Among the entries that follow, some lines contain the word "unsmoothed". Show all of them.

────────

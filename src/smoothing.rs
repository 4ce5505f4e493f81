//! Smoothed share series derived from an accumulated [`CrosstabTable`].
//!
//! Every `(xtab_var, xtab_val, q_var, q_val)` series is fitted with
//! [`lowess`] over its observed weeks, separately for person and household
//! shares. Fitted points are clamped to `[0, 1]` and the raw interval margins
//! are re-applied around them. Shares of each `(week, xtab_var, xtab_val,
//! q_var)` group are then rescaled to sum to one, except for "select all that
//! apply" questions whose options are independent indicators.

use std::collections::{BTreeMap, BTreeSet, HashMap, HashSet};
use std::fmt;

use log::{debug, info, warn};
use rayon::prelude::*;

use crate::collection::CollectionCalendar;
use crate::crosstab::{CellKey, CrosstabCell, CrosstabTable};
use crate::error::PulseError;
use crate::estimation::Interval;
use crate::lowess::{lowess, LowessOptions};
use crate::microdata::WeightScheme;
use crate::options::SmoothingOptions;

/// Identity of one time series: a cell key without its week.
#[derive(Clone, Debug, PartialEq, Eq, PartialOrd, Ord, Hash)]
pub struct SeriesKey {
    pub xtab_var: String,
    pub xtab_val: i64,
    pub q_var: String,
    pub q_val: i64,
}

impl SeriesKey {
    fn of(key: &CellKey) -> Self {
        Self {
            xtab_var: key.xtab_var.clone(),
            xtab_val: key.xtab_val,
            q_var: key.q_var.clone(),
            q_val: key.q_val,
        }
    }
}

impl fmt::Display for SeriesKey {
    fn fmt(&self, f: &mut fmt::Formatter<'_>) -> fmt::Result {
        write!(
            f,
            "{}={} / {}={}",
            self.xtab_var, self.xtab_val, self.q_var, self.q_val
        )
    }
}

/// Smoothed person and household shares of one cell.
#[derive(Clone, Debug, PartialEq)]
pub struct SmoothedCell {
    pub key: CellKey,
    pub person: Interval,
    pub household: Interval,
}

impl SmoothedCell {
    pub fn scheme(&self, scheme: WeightScheme) -> &Interval {
        match scheme {
            WeightScheme::Person => &self.person,
            WeightScheme::Household => &self.household,
        }
    }

    fn scheme_mut(&mut self, scheme: WeightScheme) -> &mut Interval {
        match scheme {
            WeightScheme::Person => &mut self.person,
            WeightScheme::Household => &mut self.household,
        }
    }

    fn raw(cell: &CrosstabCell) -> Self {
        Self {
            key: cell.key.clone(),
            person: cell.estimate.person.share,
            household: cell.estimate.household.share,
        }
    }
}

/// Smoothed rows keyed like the cross-tab table.
#[derive(Clone, Debug, Default, PartialEq)]
pub struct SmoothedTable {
    cells: BTreeMap<CellKey, SmoothedCell>,
}

impl SmoothedTable {
    pub fn new() -> Self {
        Self::default()
    }

    pub fn upsert(&mut self, cell: SmoothedCell) -> Option<SmoothedCell> {
        self.cells.insert(cell.key.clone(), cell)
    }

    pub fn get(&self, key: &CellKey) -> Option<&SmoothedCell> {
        self.cells.get(key)
    }

    pub fn weeks(&self) -> BTreeSet<u32> {
        self.cells.keys().map(|key| key.week).collect()
    }

    pub fn len(&self) -> usize {
        self.cells.len()
    }

    pub fn is_empty(&self) -> bool {
        self.cells.is_empty()
    }

    pub fn iter(&self) -> impl Iterator<Item = &SmoothedCell> {
        self.cells.values()
    }
}

impl FromIterator<SmoothedCell> for SmoothedTable {
    fn from_iter<I: IntoIterator<Item = SmoothedCell>>(iter: I) -> Self {
        let mut table = Self::new();
        for cell in iter {
            table.upsert(cell);
        }
        table
    }
}

/// Result of a smoothing pass.
#[derive(Debug, Default)]
pub struct Smoothed {
    pub table: SmoothedTable,
    /// Series whose fit failed and were passed through raw.
    pub unsmoothed: Vec<PulseError>,
    /// Series with too few weeks to fit, passed through raw.
    pub short_series: usize,
}

/// Fits and renormalizes share series.
#[derive(Clone, Debug)]
pub struct Smoother<'a> {
    options: SmoothingOptions,
    calendar: &'a CollectionCalendar,
}

impl<'a> Smoother<'a> {
    pub fn new(options: SmoothingOptions, calendar: &'a CollectionCalendar) -> Self {
        Self { options, calendar }
    }

    pub fn options(&self) -> &SmoothingOptions {
        &self.options
    }

    /// Smooths every series of `table`.
    ///
    /// `is_select_all` tells which question variables are exempt from
    /// renormalization. Series passed through raw (too short, or a failed
    /// fit) keep their values unchanged; the fitted cells of their group are
    /// rescaled to fill whatever share the raw cells leave.
    pub fn smooth<F>(&self, table: &CrosstabTable, is_select_all: F) -> Smoothed
    where
        F: Fn(&str) -> bool,
    {
        let mut series: BTreeMap<SeriesKey, Vec<&CrosstabCell>> = BTreeMap::new();
        for cell in table.iter() {
            series.entry(SeriesKey::of(&cell.key)).or_default().push(cell);
        }
        info!("smoothing {} series", series.len());

        let fitted: Vec<SeriesFit> = series
            .par_iter()
            .map(|(key, cells)| self.smooth_series(key, cells))
            .collect();

        let mut smoothed = Smoothed::default();
        let mut cells = Vec::with_capacity(table.len());
        let mut passthrough = HashSet::new();
        for fit in fitted {
            let raw = match fit.outcome {
                FitOutcome::Fitted => false,
                FitOutcome::TooShort => {
                    smoothed.short_series += 1;
                    true
                }
                FitOutcome::Failed(err) => {
                    smoothed.unsmoothed.push(err);
                    true
                }
            };
            if raw {
                passthrough.extend(fit.cells.iter().map(|cell| cell.key.clone()));
            }
            cells.extend(fit.cells);
        }

        renormalize(&mut cells, &passthrough, is_select_all);
        smoothed.table = cells.into_iter().collect();
        smoothed
    }

    fn smooth_series(&self, key: &SeriesKey, cells: &[&CrosstabCell]) -> SeriesFit {
        let raw = || -> Vec<SmoothedCell> {
            cells.iter().map(|cell| SmoothedCell::raw(cell)).collect()
        };
        if cells.len() < self.options.min_weeks.max(1) {
            debug!("series {key}: {} weeks, passing through raw", cells.len());
            return SeriesFit {
                cells: raw(),
                outcome: FitOutcome::TooShort,
            };
        }

        let x: Vec<f64> = cells
            .iter()
            .map(|cell| {
                self.calendar
                    .time_coordinate(cell.key.week, self.options.time_axis)
            })
            .collect();
        let lowess_options = LowessOptions::from(&self.options);

        let mut out = raw();
        for scheme in WeightScheme::ALL {
            let y: Vec<f64> = cells
                .iter()
                .map(|cell| cell.estimate.scheme(scheme).share.point)
                .collect();
            let fit = match lowess(&x, &y, &lowess_options) {
                Ok(fit) => fit,
                Err(err) => {
                    let err = PulseError::smoothing(
                        format!("{key} ({})", scheme.label()),
                        err.to_string(),
                    );
                    warn!("{err}; passing the series through raw");
                    return SeriesFit {
                        cells: raw(),
                        outcome: FitOutcome::Failed(err),
                    };
                }
            };
            for ((cell, smoothed), fitted) in cells.iter().zip(out.iter_mut()).zip(fit) {
                *smoothed.scheme_mut(scheme) =
                    around(&cell.estimate.scheme(scheme).share, fitted);
            }
        }
        SeriesFit {
            cells: out,
            outcome: FitOutcome::Fitted,
        }
    }
}

enum FitOutcome {
    Fitted,
    TooShort,
    Failed(PulseError),
}

struct SeriesFit {
    cells: Vec<SmoothedCell>,
    outcome: FitOutcome,
}

/// Re-applies the raw margins around a fitted point, everything clamped to `[0, 1]`.
fn around(raw: &Interval, fitted: f64) -> Interval {
    let (below, above) = raw.margins();
    let point = fitted.clamp(0.0, 1.0);
    Interval::new(
        point,
        (point - below.max(0.0)).clamp(0.0, point),
        (point + above.max(0.0)).clamp(point, 1.0),
    )
}

/// Scales each non select-all `(week, xtab_var, xtab_val, q_var)` group so
/// its points sum to one. Cells in `passthrough` are held fixed and the
/// others share the remainder. Bounds are scaled by the same factor.
fn renormalize<F>(cells: &mut [SmoothedCell], passthrough: &HashSet<CellKey>, is_select_all: F)
where
    F: Fn(&str) -> bool,
{
    let group = |key: &CellKey| (key.week, key.xtab_var.clone(), key.xtab_val, key.q_var.clone());
    // Per scheme: (fitted total, fixed total).
    let mut totals: HashMap<(u32, String, i64, String), [(f64, f64); 2]> = HashMap::new();
    for cell in cells.iter().filter(|cell| !is_select_all(&cell.key.q_var)) {
        let fixed = passthrough.contains(&cell.key);
        let total = totals.entry(group(&cell.key)).or_insert([(0.0, 0.0); 2]);
        for (slot, scheme) in WeightScheme::ALL.into_iter().enumerate() {
            let point = cell.scheme(scheme).point;
            if fixed {
                total[slot].1 += point;
            } else {
                total[slot].0 += point;
            }
        }
    }

    for cell in cells.iter_mut() {
        if passthrough.contains(&cell.key) {
            continue;
        }
        let Some(total) = totals.get(&group(&cell.key)) else {
            continue;
        };
        for (slot, scheme) in WeightScheme::ALL.into_iter().enumerate() {
            let (fitted, fixed) = total[slot];
            let room = 1.0 - fixed;
            if fitted <= 0.0 || room <= 0.0 {
                continue;
            }
            let factor = room / fitted;
            let interval = cell.scheme_mut(scheme);
            let point = (interval.point * factor).min(1.0);
            *interval = Interval::new(
                point,
                (interval.lower * factor).min(point),
                (interval.upper * factor).clamp(point, 1.0),
            );
        }
    }
}

#[cfg(test)]
mod tests {
    use approx::assert_abs_diff_eq;

    use super::*;
    use crate::estimation::{CellEstimate, SchemeEstimate};

    fn cell(week: u32, q_var: &str, q_val: i64, share: f64, margin: f64) -> CrosstabCell {
        let scheme = SchemeEstimate {
            total: Interval::new(share * 100.0, share * 90.0, share * 110.0),
            share: Interval::new(share, share - margin, share + margin),
        };
        CrosstabCell {
            key: CellKey::new(week, "TOPLINE", 1, q_var, q_val),
            collection_dates: String::new(),
            cbsa_title: None,
            q_var_label: q_var.to_string(),
            q_val_label: None,
            estimate: CellEstimate {
                person: scheme,
                household: scheme,
            },
        }
    }

    fn smooth(table: &CrosstabTable, options: SmoothingOptions, select_all: &[&str]) -> Smoothed {
        let calendar = CollectionCalendar::default();
        Smoother::new(options, &calendar).smooth(table, |q| select_all.contains(&q))
    }

    fn point(smoothed: &Smoothed, week: u32, q_var: &str, q_val: i64) -> f64 {
        smoothed
            .table
            .get(&CellKey::new(week, "TOPLINE", 1, q_var, q_val))
            .unwrap()
            .person
            .point
    }

    #[test]
    fn constant_series_stay_constant() {
        let table: CrosstabTable = (1..=10)
            .flat_map(|w| [cell(w, "ANXIOUS", 1, 0.3, 0.02), cell(w, "ANXIOUS", 2, 0.7, 0.02)])
            .collect();
        let smoothed = smooth(&table, SmoothingOptions::default().with_span(0.5), &[]);
        assert!(smoothed.unsmoothed.is_empty());
        for w in 1..=10 {
            assert_abs_diff_eq!(point(&smoothed, w, "ANXIOUS", 1), 0.3, epsilon = 1e-9);
            assert_abs_diff_eq!(point(&smoothed, w, "ANXIOUS", 2), 0.7, epsilon = 1e-9);
        }
    }

    #[test]
    fn out_of_range_input_is_clamped() {
        let table: CrosstabTable = (1..=6)
            .map(|w| cell(w, "SEEING1", 1, if w % 2 == 0 { 1.4 } else { -0.3 }, 0.1))
            .collect();
        let smoothed = smooth(&table, SmoothingOptions::default().with_span(0.5), &["SEEING1"]);
        for cell in smoothed.table.iter() {
            for scheme in WeightScheme::ALL {
                let interval = cell.scheme(scheme);
                assert!(interval.is_ordered(), "{interval:?}");
                assert!(interval.lower >= 0.0 && interval.upper <= 1.0);
            }
        }
    }

    #[test]
    fn short_series_pass_through_raw() {
        let table: CrosstabTable = [
            cell(4, "ANXIOUS", 1, 0.25, 0.05),
            cell(4, "ANXIOUS", 2, 0.75, 0.05),
        ]
        .into_iter()
        .collect();
        let smoothed = smooth(&table, SmoothingOptions::default(), &[]);
        assert_eq!(smoothed.short_series, 2);
        let yes = smoothed
            .table
            .get(&CellKey::new(4, "TOPLINE", 1, "ANXIOUS", 1))
            .unwrap();
        assert_abs_diff_eq!(yes.person.point, 0.25, epsilon = 1e-12);
        assert_abs_diff_eq!(yes.person.lower, 0.20, epsilon = 1e-12);
        assert_abs_diff_eq!(yes.person.upper, 0.30, epsilon = 1e-12);
    }

    #[test]
    fn raw_passthrough_cells_are_not_rescaled() {
        // "Unsure" only shows up in week 1, so its series is too short to fit.
        let mut table: CrosstabTable = (1..=3)
            .map(|w| cell(w, "ANXIOUS", 1, 0.7, 0.05))
            .collect();
        table.upsert(cell(1, "ANXIOUS", 3, 0.2, 0.05));
        let smoothed = smooth(&table, SmoothingOptions::default(), &[]);

        assert_eq!(smoothed.short_series, 1);
        let unsure = smoothed
            .table
            .get(&CellKey::new(1, "TOPLINE", 1, "ANXIOUS", 3))
            .unwrap();
        assert_abs_diff_eq!(unsure.person.point, 0.2, epsilon = 1e-12);
        assert_abs_diff_eq!(unsure.person.lower, 0.15, epsilon = 1e-12);
        assert_abs_diff_eq!(unsure.person.upper, 0.25, epsilon = 1e-12);
        assert_abs_diff_eq!(point(&smoothed, 1, "ANXIOUS", 1), 0.8, epsilon = 1e-9);
        assert_abs_diff_eq!(point(&smoothed, 2, "ANXIOUS", 1), 1.0, epsilon = 1e-9);
    }

    #[test]
    fn renormalization_skips_select_all_groups() {
        let table: CrosstabTable = (1..=3)
            .flat_map(|w| {
                [
                    cell(w, "SEEING1", 1, 0.6, 0.05),
                    cell(w, "SEEING2", 1, 0.5, 0.05),
                    cell(w, "WORRY", 1, 0.6, 0.05),
                    cell(w, "WORRY", 2, 0.6, 0.05),
                ]
            })
            .collect();
        let smoothed = smooth(&table, SmoothingOptions::default(), &["SEEING1", "SEEING2"]);
        for w in 1..=3 {
            assert_abs_diff_eq!(point(&smoothed, w, "SEEING1", 1), 0.6, epsilon = 1e-9);
            assert_abs_diff_eq!(point(&smoothed, w, "SEEING2", 1), 0.5, epsilon = 1e-9);
            assert_abs_diff_eq!(point(&smoothed, w, "WORRY", 1), 0.5, epsilon = 1e-9);
            assert_abs_diff_eq!(point(&smoothed, w, "WORRY", 2), 0.5, epsilon = 1e-9);
        }
    }
}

────────

FINAL ANSWER:
    pub unsmoothed: Vec<PulseError>,
                    smoothed.unsmoothed.push(err);
        assert!(smoothed.unsmoothed.is_empty());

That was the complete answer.